President Obama has taken to the airwaves to make his case that he has offered the Republicans everything they could reasonably hope for -- and they have still turned him down. He will continue to call on "both sides" to come together and reach a deal. He will chide them. He will keep using metaphors ("eat your peas", "don't leave your homework till the last minute") that cast his opponents as immature children. He will thunder that the United States does not default on its debts. He will warn about the catastrophic effects of default that "he can not prevent" (like Social Security checks not going out).  And, as the deadline nears, he will do this in primetime.

The Republicans, meanwhile, are split. The diehard Tea Partiers have been talking themselves into a debt ceiling breach for months. They welcome it. That leaves the GOP elite stuck trying to figure out a way to deflect blame for a shutdown -- which is what would happen when payments get prioritized -- onto Obama. The latest such effort was Mitch McConnell's plan to give the president the power to unilaterally raise the debt ceiling, unless a veto-proof majority of Congress vote that they "disapproved" of the hike. The immediate howls of protest from the Tea Party, and the House GOP, demonstrate why any such legislative legerdemain is a political non-starter.

So how does this end?

The most important political fact about the debt ceiling is that it is incredibly unpopular. That is what made it such an attractive target for Republican hostage-taking. When Gallup polled the question back in May, only 19% of respondents were in favor of raising the debt ceiling, with 47% opposed. Crucially, only 15% of Independents wanted to raise it.

Seemingly, not much has changed. When Gallup returned to the question a few days ago, respondents were still overwhelmingly against raising the debt ceiling, with just 22% in favor and 42% opposed (and 35% not knowing enough to say). Only 18% of Independents wanted it hiked. But, like spending cuts, not raising the debt ceiling may prove to be more popular in the abstract than in reality. When the question is framed if people are more worried about a potential default or about raising the debt ceiling, the results change dramatically.


Independents are evenly split, up 30 percentage points from the more general version of the question. Asking about default fills in the blanks for the possible consequences of not raising the debt ceiling, which over a third of the respondents in the Gallup polls did not know enough about to answer. Of course, even if a deal is not reached an outright default is unlikely -- but Obama will not mention that. And he has the biggest soap box. The messaging war is his to lose.

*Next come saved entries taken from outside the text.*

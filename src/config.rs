// SPDX-License-Identifier: Apache-2.0
// Copyright (c) 2025 Polyframe Inc.

//! Run configuration: `meshbool.toml` plus environment overrides

use crate::error::{MeshBoolError, Result};
use crate::geometry::{BooleanOp, DEFAULT_PHI_RESOLUTION, DEFAULT_THETA_RESOLUTION};
use crate::pipeline::SPHERE_SCALE;
use crate::repair::RepairOptions;
use serde::{Deserialize, Serialize};
use std::path::{Path, PathBuf};

/// Config file picked up from the working directory
pub const CONFIG_FILE: &str = "meshbool.toml";

/// Top-level configuration
#[derive(Debug, Clone, PartialEq, Serialize, Deserialize)]
#[serde(default)]
pub struct Config {
    /// Boolean operation applied as `mesh <op> sphere`
    pub operation: BooleanOp,
    /// Where to write the result mesh, if anywhere
    pub output: Option<PathBuf>,
    /// Where to write the JSON run summary, if anywhere
    pub summary: Option<PathBuf>,
    pub repair: RepairConfig,
    pub sphere: SphereConfig,
    pub viewer: ViewerConfig,
}

impl Default for Config {
    fn default() -> Self {
        Self {
            operation: BooleanOp::Difference,
            output: None,
            summary: None,
            repair: RepairConfig::default(),
            sphere: SphereConfig::default(),
            viewer: ViewerConfig::default(),
        }
    }
}

#[derive(Debug, Clone, PartialEq, Serialize, Deserialize)]
#[serde(default)]
pub struct RepairConfig {
    pub enabled: bool,
    #[serde(flatten)]
    pub options: RepairOptions,
}

impl Default for RepairConfig {
    fn default() -> Self {
        Self {
            enabled: true,
            options: RepairOptions::default(),
        }
    }
}

/// Cutter sphere sizing
#[derive(Debug, Clone, PartialEq, Serialize, Deserialize)]
#[serde(default)]
pub struct SphereConfig {
    /// Radius as a fraction of the mesh bounding box diagonal
    pub scale: f64,
    pub theta_resolution: u32,
    pub phi_resolution: u32,
}

impl Default for SphereConfig {
    fn default() -> Self {
        Self {
            scale: SPHERE_SCALE,
            theta_resolution: DEFAULT_THETA_RESOLUTION,
            phi_resolution: DEFAULT_PHI_RESOLUTION,
        }
    }
}

#[derive(Debug, Clone, PartialEq, Serialize, Deserialize)]
#[serde(default)]
pub struct ViewerConfig {
    pub enabled: bool,
    pub title: String,
    pub width: f32,
    pub height: f32,
    /// RGB per displayed mesh; missing entries render white
    pub colors: Vec<[u8; 3]>,
    pub background: [u8; 3],
}

impl Default for ViewerConfig {
    fn default() -> Self {
        Self {
            enabled: true,
            title: "meshbool".to_string(),
            width: 1024.0,
            height: 768.0,
            colors: Vec::new(),
            background: [30, 30, 36],
        }
    }
}

impl Config {
    /// Load configuration from file
    pub fn from_file(path: impl AsRef<Path>) -> Result<Self> {
        let path = path.as_ref();
        let content = std::fs::read_to_string(path).map_err(|e| {
            MeshBoolError::Config(format!("Failed to read config file {:?}: {}", path, e))
        })?;
        let config: Config = toml::from_str(&content).map_err(|e| {
            MeshBoolError::Config(format!("Failed to parse config file {:?}: {}", path, e))
        })?;
        config.validate()?;
        Ok(config)
    }

    /// `meshbool.toml` from the working directory if present, else
    /// defaults, then environment overrides
    pub fn load() -> Result<Self> {
        let mut config = if PathBuf::from(CONFIG_FILE).exists() {
            Self::from_file(CONFIG_FILE)?
        } else {
            Self::default()
        };

        config.apply_overrides(|key| std::env::var(key).ok())?;
        Ok(config)
    }

    /// Apply `MESHBOOL_*` overrides read through `lookup`
    pub fn apply_overrides<F>(&mut self, lookup: F) -> Result<()>
    where
        F: Fn(&str) -> Option<String>,
    {
        if let Some(operation) = lookup("MESHBOOL_OPERATION") {
            self.operation = operation.parse()?;
        }

        if let Some(repair) = lookup("MESHBOOL_REPAIR") {
            self.repair.enabled = parse_flag("MESHBOOL_REPAIR", &repair)?;
        }

        if let Some(scale) = lookup("MESHBOOL_SCALE") {
            self.sphere.scale = scale.trim().parse().map_err(|_| {
                MeshBoolError::Config(format!("MESHBOOL_SCALE is not a number: {}", scale))
            })?;
        }

        if let Some(no_view) = lookup("MESHBOOL_NO_VIEW") {
            self.viewer.enabled = !parse_flag("MESHBOOL_NO_VIEW", &no_view)?;
        }

        self.validate()
    }

    pub fn validate(&self) -> Result<()> {
        if !(self.sphere.scale.is_finite() && self.sphere.scale > 0.0) {
            return Err(MeshBoolError::Config(format!(
                "sphere scale must be positive, got {}",
                self.sphere.scale
            )));
        }
        Ok(())
    }

    /// Save configuration to file
    pub fn save(&self, path: impl AsRef<Path>) -> Result<()> {
        let path = path.as_ref();
        let content = toml::to_string_pretty(self)
            .map_err(|e| MeshBoolError::Config(format!("Failed to serialize config: {}", e)))?;
        std::fs::write(path, content).map_err(|e| MeshBoolError::io(path, e))
    }
}

fn parse_flag(key: &str, value: &str) -> Result<bool> {
    match value.trim().to_ascii_lowercase().as_str() {
        "1" | "true" | "yes" | "on" => Ok(true),
        "0" | "false" | "no" | "off" => Ok(false),
        other => Err(MeshBoolError::Config(format!(
            "{} must be a boolean, got {}",
            key, other
        ))),
    }
}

As the deadline looms and a deal is still not reached, the media will begin reporting on the previously unthinkable: what will happen if there is a technical default. Sensationalism sells. Independents will move more in favor of lifting the debt ceiling. And once the Treasury starts prioritizing payments after August 2nd, support for ending the standoff will spike among the political middle. 

The GOP will get the blame. Obama will use the bully pulpit to hammer home Republican intransigence and their unwillingness to compromise. The David Brookses of the world will notice.  A technical default will not only cause mounting pressure on the GOP from moderates, but it will also lessen it from conservatives. Tea Partiers will cheer the lack of a resolution. The GOP House freshmen will tout their conservative bona fides. They will say they did the best they could. They stood athwart history, yelling Stop -- only to be stabbed in the back by RINOs. 

In the end, Obama will get a debt ceiling increase. Enough moderate House Republicans (such as they are) will defect once markets and constituents erupt. Entitlements will be mostly untouched. There will be very modest revenue increases. And the GOP establishment will be further discredited in the Tea Party's eyes.  Most importantly, the incentives of the two key negotiators -- the President and the Tea Party (represented by Eric Cantor) -- are such that this scenario seems all but inevitable. A debt ceiling breach lets Obama pass off ownership of the bad economy onto the Republicans, while a showdown lets the Tea Party further assimilate the Republican party. Everybody wins. Except John Boehner.